Opinion
2013-11-7
Jennifer L. Ganster, Newark, appellant pro se. Eric T. Schneiderman, Attorney General, New York City (Marjorie S. Leff of counsel), for respondent.
Jennifer L. Ganster, Newark, appellant pro se. Eric T. Schneiderman, Attorney General, New York City (Marjorie S. Leff of counsel), for respondent.
Before: PETERS, P.J., ROSE, LAHTINEN and EGAN JR., JJ.
Appeal from a decision of the Unemployment Insurance Appeal Board, filed July 6, 2012, which, among other things, ruled that claimant was ineligible to receive unemployment insurance benefits because she had a reasonable assurance of continued employment.
After claimant was laid off from her position as a full-time special education teacher for the employer during the 2009–2010 academic year, she remained on the employer's payroll at a reduced salary for the following academic year as a coach and per diem substitute teacher. In June 2011, prior to the end of the 2010–2011 academic year, claimant received a telephone call from the employer offering her a full-time position as a special education teacher for the 2011–2012 academic year at a salary 5% higher than her former full-time employment. Although claimant verbally accepted the position, she nevertheless filed a claim for unemployment insurance benefits effective July 11, 2011. Claimant received a memorandum in August 2011 confirming her employment. Ultimately, the Unemployment Insurance Appeal Board ruled that claimant was ineligible to receive benefits because she had received a reasonable assurance of continued employment pursuant to Labor Law § 590(10). Claimant now appeals.

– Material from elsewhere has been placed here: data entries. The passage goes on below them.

impl<O> PropertyDescriptor<O> {
    /// A read-only, enumerable, configurable accessor.
    #[must_use]
    pub fn getter(get: impl Fn(&O) -> HostValue<O> + 'static) -> Self {
        Self::Accessor {
            get: Some(Rc::new(get)),
            set: None,
            enumerable: true,
            configurable: true,
        }
    }

    /// A writable, enumerable, configurable method.
    #[must_use]
    pub fn method(method: impl Fn(&O) -> HostValue<O> + 'static) -> Self {
        Self::Data {
            value: HostValue::Method(Rc::new(method)),
            writable: true,
            enumerable: true,
            configurable: true,
        }
    }

    /// A writable, enumerable, configurable value.
    #[must_use]
    pub fn value(value: HostValue<O>) -> Self {
        Self::Data {
            value,
            writable: true,
            enumerable: true,
            configurable: true,
        }
    }

    /// Whether the property can be redefined.
    #[must_use]
    pub fn is_configurable(&self) -> bool {
        match self {
            Self::Data { configurable, .. } | Self::Accessor { configurable, .. } => *configurable,
        }
    }

    /// Whether the property shows up in enumeration.
    #[must_use]
    pub fn is_enumerable(&self) -> bool {
        match self {
            Self::Data { enumerable, .. } | Self::Accessor { enumerable, .. } => *enumerable,
        }
    }

    /// The getter of an accessor.
    #[must_use]
    pub fn getter_fn(&self) -> Option<&HostFn<O>> {
        match self {
            Self::Accessor { get, .. } => get.as_ref(),
            Self::Data { .. } => None,
        }
    }

    /// The callable of a method.
    #[must_use]
    pub fn method_fn(&self) -> Option<&HostFn<O>> {
        match self {
            Self::Data {
                value: HostValue::Method(method),
                ..
            } => Some(method),
            _ => None,
        }
    }

    /// Reads the property on `this`: runs the getter, calls a zero-argument
    /// method, or returns the stored value.
    #[must_use]
    pub fn resolve(&self, this: &O) -> HostValue<O> {
        match self {
            Self::Data {
                value: HostValue::Method(method),
                ..
            } => method(this),
            Self::Data { value, .. } => value.clone(),
            Self::Accessor { get: Some(get), .. } => get(this),
            Self::Accessor { get: None, .. } => HostValue::Undefined,
        }
    }

    /// Observational identity with `other`: same kind, same flags, same
    /// callables (by pointer) and same values.
    #[must_use]
    pub fn same_as(&self, other: &Self) -> bool {
        fn same_fn<T: ?Sized>(a: Option<&Rc<T>>, b: Option<&Rc<T>>) -> bool {
            match (a, b) {
                (None, None) => true,
                (Some(a), Some(b)) => Rc::ptr_eq(a, b),
                _ => false,
            }
        }
        match (self, other) {
            (
                Self::Data {
                    value: va,
                    writable: wa,
                    enumerable: ea,
                    configurable: ca,
                },
                Self::Data {
                    value: vb,
                    writable: wb,
                    enumerable: eb,
                    configurable: cb,
                },
            ) => wa == wb && ea == eb && ca == cb && va.same_as(vb),
            (
                Self::Accessor {
                    get: ga,
                    set: sa,
                    enumerable: ea,
                    configurable: ca,
                },
                Self::Accessor {
                    get: gb,
                    set: sb,
                    enumerable: eb,
                    configurable: cb,
                },
            ) => {
                ea == eb
                    && ca == cb
                    && same_fn(ga.as_ref(), gb.as_ref())
                    && same_fn(sa.as_ref(), sb.as_ref())
            }
            _ => false,
        }
    }
}

/// The host's object model, as far as screen scaling needs it.
///
/// Hosts are single-threaded and mutate through shared references, like the
/// script objects they usually wrap.
pub trait HostObjectModel {
    /// Handle to a host object (window, element, range, entry, event).
    type Object: Clone + PartialEq + 'static;

    /// The descriptor of `name` defined directly on `target`.
    fn own_property(
        &self,
        target: PatchTarget,
        name: &str,
    ) -> Option<PropertyDescriptor<Self::Object>>;

    /// Defines (or redefines) `name` on `target`.
    fn define_property(
        &self,
        target: PatchTarget,
        name: &'static str,
        descriptor: PropertyDescriptor<Self::Object>,
    );

    /// Which shared object `object` takes its behavior from.
    fn target_of(&self, object: &Self::Object) -> Option<PatchTarget>;

    /// The window object.
    fn window(&self) -> Self::Object;

    /// The document's root content element.
    fn document_element(&self) -> Self::Object;

    /// Looks up an element by id.
    fn element_by_id(&self, id: &str) -> Option<Self::Object>;

    /// Current device pixel density.
    fn device_pixel_density(&self) -> f64;
}

/// Reads `name` on `this` the way script code would: through whatever
/// descriptor `target` currently defines.
pub fn read_property<H: HostObjectModel + ?Sized>(
    host: &H,
    target: PatchTarget,
    name: &str,
    this: &H::Object,
) -> HostValue<H::Object> {
    host.own_property(target, name)
        .map_or(HostValue::Undefined, |descriptor| descriptor.resolve(this))
}

/// Captures the getter of a required accessor.
pub(crate) fn required_getter<H: HostObjectModel + ?Sized>(
    host: &H,
    target: PatchTarget,
    property: &'static str,
) -> Result<HostFn<H::Object>, ScaleError> {
    let unsupported = |reason| ScaleError::EnvironmentUnsupported {
        target,
        property,
        reason,
    };
    let descriptor = host
        .own_property(target, property)
        .ok_or_else(|| unsupported(UnsupportedReason::Missing))?;
    descriptor
        .getter_fn()
        .cloned()
        .ok_or_else(|| unsupported(UnsupportedReason::WrongShape))
}

/// Measures the document's root content element with the host's original
/// `clientWidth`/`clientHeight` getters.
///
/// The getters are captured once, before anything is intercepted, so later
/// interception never feeds design-space values back into the engine.
pub struct HostViewportSource<O> {
    element: O,
    width: HostFn<O>,
    height: HostFn<O>,
}

impl<O> fmt::Debug for HostViewportSource<O> {
    fn fmt(&self, f: &mut fmt::Formatter<'_>) -> fmt::Result {
        f.debug_struct("HostViewportSource").finish_non_exhaustive()
    }
}

impl<O: Clone + 'static> HostViewportSource<O> {
    /// Captures the measurement accessors.
    ///
    /// Fails with [`ScaleError::EnvironmentUnsupported`] when the host does
    /// not expose them as getters.
    pub fn capture<H>(host: &H) -> Result<Self, ScaleError>
    where
        H: HostObjectModel<Object = O> + ?Sized,
    {
        Ok(Self {
            element: host.document_element(),
            width: required_getter(host, PatchTarget::Element, "clientWidth")?,
            height: required_getter(host, PatchTarget::Element, "clientHeight")?,
        })
    }

    /// Boxes this source for [`ViewportEngine::start`](crate::ViewportEngine::start).
    #[must_use]
    pub fn boxed(self) -> Box<dyn ViewportSource> {
        Box::new(self)
    }
}

impl<O> ViewportSource for HostViewportSource<O> {
    fn measure(&self) -> ViewportMeasurement {
        let width = (self.width)(&self.element).as_number().unwrap_or(0.0);
        let height = (self.height)(&self.element).as_number().unwrap_or(0.0);
        ViewportMeasurement::new(width, height)
    }
}

/// Element whose inline style is touched by the style applier.
#[derive(Clone, Copy, Debug, PartialEq, Eq, Hash)]
pub enum StyleNode {
    /// The document element (`<html>`).
    Document,
    /// The scaled container (`<body>`).
    Container,
    /// The application root element.
    Root,
}

/// Inline style access on the few elements the style applier manages.
pub trait StyleSurface {
    /// Current inline value of `name` on `node`; empty when unset.
    fn style_property(&self, node: StyleNode, name: &str) -> String;

    /// Sets the inline value of `name` on `node`; an empty value unsets it.
    fn set_style_property(&self, node: StyleNode, name: &str, value: &str);
}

We affirm. “A professional employed by an educational institution is precluded from receiving unemployment insurance benefits for the period between two successive academic years when he or she has received a reasonable assurance of continued employment” (Matter of Murphy [Commissioner of Labor], 85 A.D.3d 1478, 1479, 925 N.Y.S.2d 729 [2011] [citations omitted]; seeLabor Law § 590[10] ). Notably, the question of whether a claimant received a reasonable assurance of reemployment for the following academic year is a question of fact and, if the Board's findings in that regard are supported by substantial evidence, they will not be disturbed ( see Matter of Sultana [New York City Dept. of Educ.-Commissioner of Labor], 79 A.D.3d 1552, 1553, 914 N.Y.S.2d 354 [2010] ). Here, the Board specifically credited claimant's testimony that she was informed prior to the end of the 2010–2011 academic year that a position was available at the beginning of the upcoming 2011–2012 semester. While claimant did not receive formal notice in writing until August 2011, we find no basis to conclude that the oral assurance that claimant received in June 2011 was not sufficient and reliable under the circumstances herein ( seeLabor Law § 590[10]; see generally Matter of Klein [Levine], 42 A.D.2d 640, 641, 345 N.Y.S.2d 167 [1973] ). Claimant's remaining contentions, including her argument that she should not be subject to a recoverable overpayment ( see Matter of Huff [Sweeney], 247 A.D.2d 734, 735, 669 N.Y.S.2d 94 [1998], lv. denied92 N.Y.2d 801, 677 N.Y.S.2d 71, 699 N.E.2d 431 [1998] ), have been examined and found to be unpersuasive.
ORDERED that the decision is affirmed, without costs.